[Closed] Access Range of parameter on CA?
How can I access the range of a spinner’s parameters in a custom attribute that I haven’t scripted myself?
I thought this would be dead easy, but I can’t get to the spinner’s name in any usable generated code.
I did this a few days ago with the value property.
You could use custAttributes.getDefSource <attrib_def> to see the code. Then access the range with CA.RolloutName.SpinnerName.range
Yep. Something like this if you use EmptyModifier to store CA
Attr = custAttributes.getDef $.modifiers[1] 1
Attr.source
If you are accessing a definition that was written using the Attribute Editor it will store creation information about the definition in defData. That data will hold values like the range of a spinner since you can’t access that via the parameter.
there is a puzzle. let’s say you have only source of scripted CA. We don’t know the name of the spinner. how to find it in the source?
Well in my case the spinner was labeled “IK-FK Blend” so I just searched for that in the source. But I guess you could do this on the rollout:
roll = myRollout
for i = 1 to roll.controls.count do
(
--SEEMS TO CRASH ON GROUP CONTROLS
try
(
format "%: %
" (roll.controls[i].caption) (roll.controls[i].name)
)
catch()
)
I don’t know if it helps but I had something similar to do a few weeks ago and I parsed the CA defSource string to find the items array of a dropdownlist.

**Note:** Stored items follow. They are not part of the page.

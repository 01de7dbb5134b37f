//! Drivers for the console app: the interactive shell and the scripted runs
//! behind the `analyze` and `health` subcommands.

use std::{
    io::{self, BufRead, Write},
    path::PathBuf,
    thread,
};

use anyhow::{bail, Context, Result};
use client_core::insights;
use crossbeam_channel::{bounded, select, Receiver};
use shared::domain::{Domain, ReportVariant};

use crate::controller::{
    events::UiEvent,
    reducer::{PageState, VisualizationMode},
};
use crate::ui::{
    app::ConsoleApp,
    input::{parse_line, UiAction},
    views::render,
};

const PROMPT: &str = "leakage> ";

enum ShellInput {
    Line(String),
    Event(UiEvent),
    StdinClosed,
    WorkerGone,
}

#[derive(Debug, Clone)]
pub struct AnalyzeOptions {
    pub domain: Domain,
    pub file: PathBuf,
    pub report: Option<ReportVariant>,
    pub download_all: bool,
    pub charts: bool,
}

pub fn run_shell(app: &mut ConsoleApp, ui_rx: &Receiver<UiEvent>) -> Result<()> {
    let (line_tx, line_rx) = bounded::<String>(64);
    thread::Builder::new()
        .name("stdin-reader".to_string())
        .spawn(move || {
            for line in io::stdin().lock().lines() {
                match line {
                    Ok(line) => {
                        if line_tx.send(line).is_err() {
                            break;
                        }
                    }
                    Err(err) => {
                        tracing::warn!("stdin read failed: {err}");
                        break;
                    }
                }
            }
        })
        .context("failed to spawn stdin reader")?;

    draw(app)?;
    loop {
        let input = select! {
            recv(line_rx) -> line => line.map_or(ShellInput::StdinClosed, ShellInput::Line),
            recv(ui_rx) -> event => event.map_or(ShellInput::WorkerGone, ShellInput::Event),
        };
        match input {
            ShellInput::Line(line) => match parse_line(&line) {
                Ok(Some(action)) => app.handle_action(action),
                Ok(None) => {}
                Err(usage) => {
                    print_prompted(&usage)?;
                    continue;
                }
            },
            ShellInput::Event(event) => app.handle_event(event),
            ShellInput::StdinClosed => {
                tracing::debug!("stdin closed");
                break;
            }
            ShellInput::WorkerGone => bail!("backend worker stopped unexpectedly"),
        }
        if app.should_quit() {
            break;
        }
        draw(app)?;
    }
    Ok(())
}

/// Upload, fetch results and the optional follow-ups in one pass, printing
/// each view as it is reached. Stops at the first failure.
pub fn run_analyze(
    app: &mut ConsoleApp,
    ui_rx: &Receiver<UiEvent>,
    options: AnalyzeOptions,
) -> Result<()> {
    step(app, ui_rx, UiAction::SelectDomain(options.domain.as_str().to_string()))?;
    step(app, ui_rx, UiAction::ChooseFile(options.file))?;
    step(app, ui_rx, UiAction::Upload)?;
    if app.page() != PageState::Results {
        bail!("analysis did not produce results: {}", app.status());
    }
    print!("{}", render(app));

    if options.charts {
        step(app, ui_rx, UiAction::Visualization(VisualizationMode::Dashboard))?;
        print!("{}", render(app));
    }

    if options.download_all {
        let files: Vec<String> = app
            .session()
            .map(|session| {
                insights::download_entries(session)
                    .into_iter()
                    .map(|(_, file)| file.to_string())
                    .collect()
            })
            .unwrap_or_default();
        for file in files {
            step(app, ui_rx, UiAction::Download(file))?;
        }
    }

    if let Some(variant) = options.report {
        step(app, ui_rx, UiAction::Report(variant))?;
    }

    for path in app.saved_files() {
        println!("saved {}", path.display());
    }
    io::stdout().flush()?;
    Ok(())
}

pub fn run_health(app: &mut ConsoleApp, ui_rx: &Receiver<UiEvent>) -> Result<()> {
    step(app, ui_rx, UiAction::Health)?;
    println!("{}", app.status());
    Ok(())
}

/// Applies one action and waits until every command it queued is answered.
fn step(app: &mut ConsoleApp, ui_rx: &Receiver<UiEvent>, action: UiAction) -> Result<()> {
    app.handle_action(action);
    while app.is_busy() && app.error().is_none() {
        let event = ui_rx
            .recv()
            .context("backend worker stopped before answering")?;
        app.handle_event(event);
    }
    if let Some(error) = app.error() {
        bail!("{} failed: {}", error.context().label(), error.message());
    }
    Ok(())
}

fn draw(app: &ConsoleApp) -> Result<()> {
    let mut stdout = io::stdout().lock();
    write!(stdout, "{}{PROMPT}", render(app))?;
    stdout.flush()?;
    Ok(())
}

fn print_prompted(message: &str) -> Result<()> {
    let mut stdout = io::stdout().lock();
    write!(stdout, "{message}\n{PROMPT}")?;
    stdout.flush()?;
    Ok(())
}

I didn’t find any other solution to that and wait to see more efficient ways to do it :).
AFAIK, you can find some useful props of the CA with “getPBlockDefs”, like default value, but not all options of the CA parameters.
I hope someone will make me wrong :).
The problem I have with all these methods like parsing is that they require visual inspection.I need a completely coded soultion
I don’t know if this works in every situation, but it seems to work in all the ones I encounter:
Attr = custAttributes.getDef $.modifiers[1] 1
arrayd =custAttributes.getPBlockDefs Attr
caname = Attr.name ;
rolloutname = arrayd[1][4][2] as string;
for j = 5 to arrayd[1].count do (
paramername = arrayd[1][j][2][4][1] as string;
range = execute( "$.modifiers[1]."+caname+"."+rolloutname+"."+paramername+".range")
print range[1];
print range[2]
Basically it’s Branco’s method made explicit.I’d be interested if anyone finds that this fails sometimes. Does this solve yr puzzle denis?
Seems better than source parsing, indeed.
And it does not require to know parameters name in advance, like you said before.